#### DATA PROVIDED:
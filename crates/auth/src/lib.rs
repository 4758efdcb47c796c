//! Credential and session lifecycle core.
//!
//! Leaf-first: the store traits ([`store`]) and their adapters ([`pg`],
//! [`memory`]), the [`token_service::TokenService`], the
//! [`session_service::SessionService`], and the orchestrating
//! [`credential_service::CredentialService`]. Collaborators are injected as
//! `Arc<dyn Trait>`; every service is a cheap `Clone` handle.

use std::sync::Arc;

pub mod audit;
pub mod config;
pub mod credential_service;
pub mod error;
pub mod memory;
pub mod password;
pub mod pg;
pub mod session_service;
pub mod signer;
pub mod store;
pub mod token_service;

use audit::AuditRecorder;
use config::AuthConfig;
use credential_service::CredentialService;
use memory::MemoryStore;
use password::{Argon2Hasher, CredentialHasher};
use pg::PgStore;
use session_service::SessionService;
use signer::{JwtSigner, TokenSigner};
use store::{AuditLogStore, SessionStore, TokenStore, UserDirectory};
use token_service::TokenService;

/// The wired service graph handed to the HTTP layer.
#[derive(Clone)]
pub struct AuthServices {
    pub tokens: TokenService,
    pub sessions: SessionService,
    pub credentials: CredentialService,
    pub audit: AuditRecorder,
}

impl AuthServices {
    /// Wire the services over explicit collaborators.
    pub fn new(
        config: Arc<AuthConfig>,
        token_store: Arc<dyn TokenStore>,
        session_store: Arc<dyn SessionStore>,
        users: Arc<dyn UserDirectory>,
        audit_log: Arc<dyn AuditLogStore>,
        signer: Arc<dyn TokenSigner>,
        hasher: Arc<dyn CredentialHasher>,
    ) -> Self {
        let tokens = TokenService::new(token_store, signer, Arc::clone(&config));
        let sessions = SessionService::new(session_store, tokens.clone());
        let credentials = CredentialService::new(
            users,
            hasher,
            tokens.clone(),
            sessions.clone(),
            config.min_password_length,
        );
        Self {
            tokens,
            sessions,
            credentials,
            audit: AuditRecorder::new(audit_log),
        }
    }

    /// Production wiring: PostgreSQL stores, JWT signing, Argon2id hashing.
    pub fn postgres(config: AuthConfig, pool: warden_db::DbPool) -> Self {
        let store = Arc::new(PgStore::new(pool));
        Self::new(
            Arc::new(config),
            store.clone(),
            store.clone(),
            store.clone(),
            store,
            Arc::new(JwtSigner),
            Arc::new(Argon2Hasher),
        )
    }

    /// In-process wiring over a shared [`MemoryStore`].
    pub fn in_memory(config: AuthConfig, store: MemoryStore) -> Self {
        let store = Arc::new(store);
        Self::new(
            Arc::new(config),
            store.clone(),
            store.clone(),
            store.clone(),
            store,
            Arc::new(JwtSigner),
            Arc::new(Argon2Hasher),
        )
    }
}
use assert_matches::assert_matches;
use warden_auth::credential_service::{EmailClaims, FederatedProfile};
use warden_auth::error::AuthError;
use warden_auth::memory::{FailurePoint, MemoryStore};
use warden_auth::password::Argon2Hasher;
use warden_auth::session_service::DeviceInfo;
use warden_auth::signer::JwtSigner;
use warden_auth::AuthServices;
use warden_core::providers::{AuthProvider, UNUSABLE_PASSWORD_HASH};
use warden_core::tokens::TokenKind;
use warden_db::models::session::SessionLookup;

use common::{services, signup_input, test_config, verified_user, PASSWORD};

fn google(subject: &str, email: &str) -> FederatedProfile {
    FederatedProfile {
        provider: AuthProvider::Google,
        subject: subject.to_string(),
        email: email.to_string(),
        first_name: Some("Gia".to_string()),
        last_name: None,
        picture: Some("https://lh3.example.com/photo.jpg".to_string()),
    }
}

// ---------------------------------------------------------------------------
// Signup, verification, login
// ---------------------------------------------------------------------------

#[tokio::test]
async fn signup_confirm_token_is_single_use() {
    let (services, _) = services();
    let outcome = services
        .credentials
        .signup(signup_input("  New.User@Example.com "))
        .await
        .unwrap();
    assert_eq!(outcome.user.email, "new.user@example.com");
    assert_eq!(outcome.user.auth_providers, vec!["email".to_string()]);
    assert_eq!(outcome.confirm_claims.user_id, outcome.user.id);

    let issued = services
        .tokens
        .issue(TokenKind::ConfirmEmail, &outcome.confirm_claims)
        .await
        .unwrap();
    let settings = services.credentials.confirm_email(&issued.token).await.unwrap();
    assert!(settings.is_email_verified);

    assert_matches!(
        services.credentials.confirm_email(&issued.token).await,
        Err(AuthError::TokenExpiredOrRevoked)
    );
}

#[tokio::test]
async fn duplicate_signup_is_rejected() {
    let (services, _) = services();
    services.credentials.signup(signup_input("dup@example.com")).await.unwrap();
    assert_matches!(
        services.credentials.signup(signup_input("DUP@example.com")).await,
        Err(AuthError::UserAlreadyExists)
    );
}

#[tokio::test]
async fn weak_password_is_rejected_before_any_write() {
    let (services, _) = services();
    let mut input = signup_input("weak@example.com");
    input.password = "short".into();
    assert_matches!(
        services.credentials.signup(input).await,
        Err(AuthError::WeakPassword(_))
    );
    assert_matches!(
        services.credentials.login("weak@example.com", "short").await,
        Err(AuthError::InvalidCredentials)
    );
}
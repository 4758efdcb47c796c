//! Route definitions for the `/auth` resource.

use axum::routing::{get, post};
use axum::Router;

use crate::handlers::auth;
use crate::state::AppState;

/// Routes mounted at `/auth`.
pub fn router() -> Router<AppState> {
    Router::new()
        .route("/email/login", post(auth::login))
        .route("/email/signup", post(auth::signup))
        .route("/email/verify", get(auth::verify_email))
        .route("/email/resend", get(auth::resend_verification))
        .route("/password/forgot", post(auth::forgot_password))
        .route("/password/reset", post(auth::reset_password))
        .route("/password/change", post(auth::change_password))
        .route("/me", get(auth::me))
        .route("/refresh", post(auth::refresh))
        .route("/logout", post(auth::logout))
        .route("/sessions", get(auth::list_sessions))
        .route(
            "/terminate-user-sessions",
            post(auth::terminate_user_sessions),
        )
}
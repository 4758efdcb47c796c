/// HTTP-agnostic error classification.
///
/// Every lower-level error (auth outcomes, configuration problems) is folded
/// into one of these variants before it reaches a transport adapter.
#[derive(Debug, thiserror::Error)]
pub enum CoreError {
    #[error("{entity} not found")]
    NotFound { entity: &'static str },

    #[error("Validation failed: {0}")]
    Validation(String),

    #[error("Conflict: {0}")]
    Conflict(String),

    #[error("Unauthorized: {0}")]
    Unauthorized(String),

    #[error("Forbidden: {0}")]
    Forbidden(String),

    #[error("Internal error: {0}")]
    Internal(String),
}
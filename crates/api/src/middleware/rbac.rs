//! Role checks layered on top of [`AuthUser`].

use axum::extract::FromRequestParts;
use axum::http::request::Parts;
use warden_core::error::CoreError;
use warden_core::roles::ROLE_ADMIN;

use super::auth::AuthUser;
use crate::error::AppError;
use crate::state::AppState;

/// An authenticated caller whose access token carries the `admin` role.
///
/// A missing or invalid bearer token still answers 401; a valid token for
/// any other role answers 403.
pub struct RequireAdmin(pub AuthUser);

impl FromRequestParts<AppState> for RequireAdmin {
    type Rejection = AppError;

    async fn from_request_parts(
        parts: &mut Parts,
        state: &AppState,
    ) -> Result<Self, Self::Rejection> {
        let caller = AuthUser::from_request_parts(parts, state).await?;
        ensure_role(&caller, ROLE_ADMIN)?;
        Ok(RequireAdmin(caller))
    }
}

fn ensure_role(caller: &AuthUser, role: &str) -> Result<(), AppError> {
    if caller.role == role {
        return Ok(());
    }
    tracing::debug!(user_id = caller.user_id, role = %caller.role, required = role, "Role check failed");
    Err(AppError::Core(CoreError::Forbidden(format!(
        "{role} role required"
    ))))
}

#### WHAT YOU HAVE TO DO:
Repeat all the data, every line exactly.

#### ANSWER FOR THE TASK:
filename crates/auth/src/lib.rs
repository 4758efdcb47c796c
//! Credential and session lifecycle core.
//!
//! Leaf-first: the store traits ([`store`]) and their adapters ([`pg`],
//! [`memory`]), the [`token_service::TokenService`], the
//! [`session_service::SessionService`], and the orchestrating
//! [`credential_service::CredentialService`]. Collaborators are injected as
//! `Arc<dyn Trait>`; every service is a cheap `Clone` handle.

use std::sync::Arc;

pub mod audit;
pub mod config;
pub mod credential_service;
pub mod error;
pub mod memory;
pub mod password;
pub mod pg;
pub mod session_service;
pub mod signer;
pub mod store;
pub mod token_service;

use audit::AuditRecorder;
use config::AuthConfig;
use credential_service::CredentialService;
use memory::MemoryStore;
use password::{Argon2Hasher, CredentialHasher};
use pg::PgStore;
use session_service::SessionService;
use signer::{JwtSigner, TokenSigner};
use store::{AuditLogStore, SessionStore, TokenStore, UserDirectory};
use token_service::TokenService;

/// The wired service graph handed to the HTTP layer.
#[derive(Clone)]
pub struct AuthServices {
    pub tokens: TokenService,
    pub sessions: SessionService,
    pub credentials: CredentialService,
    pub audit: AuditRecorder,
}

impl AuthServices {
    /// Wire the services over explicit collaborators.
    pub fn new(
        config: Arc<AuthConfig>,
        token_store: Arc<dyn TokenStore>,
        session_store: Arc<dyn SessionStore>,
        users: Arc<dyn UserDirectory>,
        audit_log: Arc<dyn AuditLogStore>,
        signer: Arc<dyn TokenSigner>,
        hasher: Arc<dyn CredentialHasher>,
    ) -> Self {
        let tokens = TokenService::new(token_store, signer, Arc::clone(&config));
        let sessions = SessionService::new(session_store, tokens.clone());
        let credentials = CredentialService::new(
            users,
            hasher,
            tokens.clone(),
            sessions.clone(),
            config.min_password_length,
        );
        Self {
            tokens,
            sessions,
            credentials,
            audit: AuditRecorder::new(audit_log),
        }
    }

    /// Production wiring: PostgreSQL stores, JWT signing, Argon2id hashing.
    pub fn postgres(config: AuthConfig, pool: warden_db::DbPool) -> Self {
        let store = Arc::new(PgStore::new(pool));
        Self::new(
            Arc::new(config),
            store.clone(),
            store.clone(),
            store.clone(),
            store,
            Arc::new(JwtSigner),
            Arc::new(Argon2Hasher),
        )
    }

    /// In-process wiring over a shared [`MemoryStore`].
    pub fn in_memory(config: AuthConfig, store: MemoryStore) -> Self {
        let store = Arc::new(store);
        Self::new(
            Arc::new(config),
            store.clone(),
            store.clone(),
            store.clone(),
            store,
            Arc::new(JwtSigner),
            Arc::new(Argon2Hasher),
        )
    }
}
use assert_matches::assert_matches;
use warden_auth::credential_service::{EmailClaims, FederatedProfile};
use warden_auth::error::AuthError;
use warden_auth::memory::{FailurePoint, MemoryStore};
use warden_auth::password::Argon2Hasher;
use warden_auth::session_service::DeviceInfo;
use warden_auth::signer::JwtSigner;
use warden_auth::AuthServices;
use warden_core::providers::{AuthProvider, UNUSABLE_PASSWORD_HASH};
use warden_core::tokens::TokenKind;
use warden_db::models::session::SessionLookup;

use common::{services, signup_input, test_config, verified_user, PASSWORD};

fn google(subject: &str, email: &str) -> FederatedProfile {
    FederatedProfile {
        provider: AuthProvider::Google,
        subject: subject.to_string(),
        email: email.to_string(),
        first_name: Some("Gia".to_string()),
        last_name: None,
        picture: Some("https://lh3.example.com/photo.jpg".to_string()),
    }
}

// ---------------------------------------------------------------------------
// Signup, verification, login
// ---------------------------------------------------------------------------

#[tokio::test]
async fn signup_confirm_token_is_single_use() {
    let (services, _) = services();
    let outcome = services
        .credentials
        .signup(signup_input("  New.User@Example.com "))
        .await
        .unwrap();
    assert_eq!(outcome.user.email, "new.user@example.com");
    assert_eq!(outcome.user.auth_providers, vec!["email".to_string()]);
    assert_eq!(outcome.confirm_claims.user_id, outcome.user.id);

    let issued = services
        .tokens
        .issue(TokenKind::ConfirmEmail, &outcome.confirm_claims)
        .await
        .unwrap();
    let settings = services.credentials.confirm_email(&issued.token).await.unwrap();
    assert!(settings.is_email_verified);

    assert_matches!(
        services.credentials.confirm_email(&issued.token).await,
        Err(AuthError::TokenExpiredOrRevoked)
    );
}

#[tokio::test]
async fn duplicate_signup_is_rejected() {
    let (services, _) = services();
    services.credentials.signup(signup_input("dup@example.com")).await.unwrap();
    assert_matches!(
        services.credentials.signup(signup_input("DUP@example.com")).await,
        Err(AuthError::UserAlreadyExists)
    );
}

#[tokio::test]
async fn weak_password_is_rejected_before_any_write() {
    let (services, _) = services();
    let mut input = signup_input("weak@example.com");
    input.password = "short".into();
    assert_matches!(
        services.credentials.signup(input).await,
        Err(AuthError::WeakPassword(_))
    );
    assert_matches!(
        services.credentials.login("weak@example.com", "short").await,
        Err(AuthError::InvalidCredentials)
    );
}
repository 4758efdcb47c796c
//! Route definitions for the `/auth` resource.

use axum::routing::{get, post};
use axum::Router;

use crate::handlers::auth;
use crate::state::AppState;

/// Routes mounted at `/auth`.
pub fn router() -> Router<AppState> {
    Router::new()
        .route("/email/login", post(auth::login))
        .route("/email/signup", post(auth::signup))
        .route("/email/verify", get(auth::verify_email))
        .route("/email/resend", get(auth::resend_verification))
        .route("/password/forgot", post(auth::forgot_password))
        .route("/password/reset", post(auth::reset_password))
        .route("/password/change", post(auth::change_password))
        .route("/me", get(auth::me))
        .route("/refresh", post(auth::refresh))
        .route("/logout", post(auth::logout))
        .route("/sessions", get(auth::list_sessions))
        .route(
            "/terminate-user-sessions",
            post(auth::terminate_user_sessions),
        )
}
repository 4758efdcb47c796c
/// HTTP-agnostic error classification.
///
/// Every lower-level error (auth outcomes, configuration problems) is folded
/// into one of these variants before it reaches a transport adapter.
#[derive(Debug, thiserror::Error)]
pub enum CoreError {
    #[error("{entity} not found")]
    NotFound { entity: &'static str },

    #[error("Validation failed: {0}")]
    Validation(String),

    #[error("Conflict: {0}")]
    Conflict(String),

    #[error("Unauthorized: {0}")]
    Unauthorized(String),

    #[error("Forbidden: {0}")]
    Forbidden(String),

    #[error("Internal error: {0}")]
    Internal(String),
}
filename crates/api/src/middleware/rbac.rs
//! Role checks layered on top of [`AuthUser`].

use axum::extract::FromRequestParts;
use axum::http::request::Parts;
use warden_core::error::CoreError;
use warden_core::roles::ROLE_ADMIN;

use super::auth::AuthUser;
use crate::error::AppError;
use crate::state::AppState;

/// An authenticated caller whose access token carries the `admin` role.
///
/// A missing or invalid bearer token still answers 401; a valid token for
/// any other role answers 403.
pub struct RequireAdmin(pub AuthUser);

impl FromRequestParts<AppState> for RequireAdmin {
    type Rejection = AppError;

    async fn from_request_parts(
        parts: &mut Parts,
        state: &AppState,
    ) -> Result<Self, Self::Rejection> {
        let caller = AuthUser::from_request_parts(parts, state).await?;
        ensure_role(&caller, ROLE_ADMIN)?;
        Ok(RequireAdmin(caller))
    }
}

fn ensure_role(caller: &AuthUser, role: &str) -> Result<(), AppError> {
    if caller.role == role {
        return Ok(());
    }
    tracing::debug!(user_id = caller.user_id, role = %caller.role, required = role, "Role check failed");
    Err(AppError::Core(CoreError::Forbidden(format!(
        "{role} role required"
    ))))
}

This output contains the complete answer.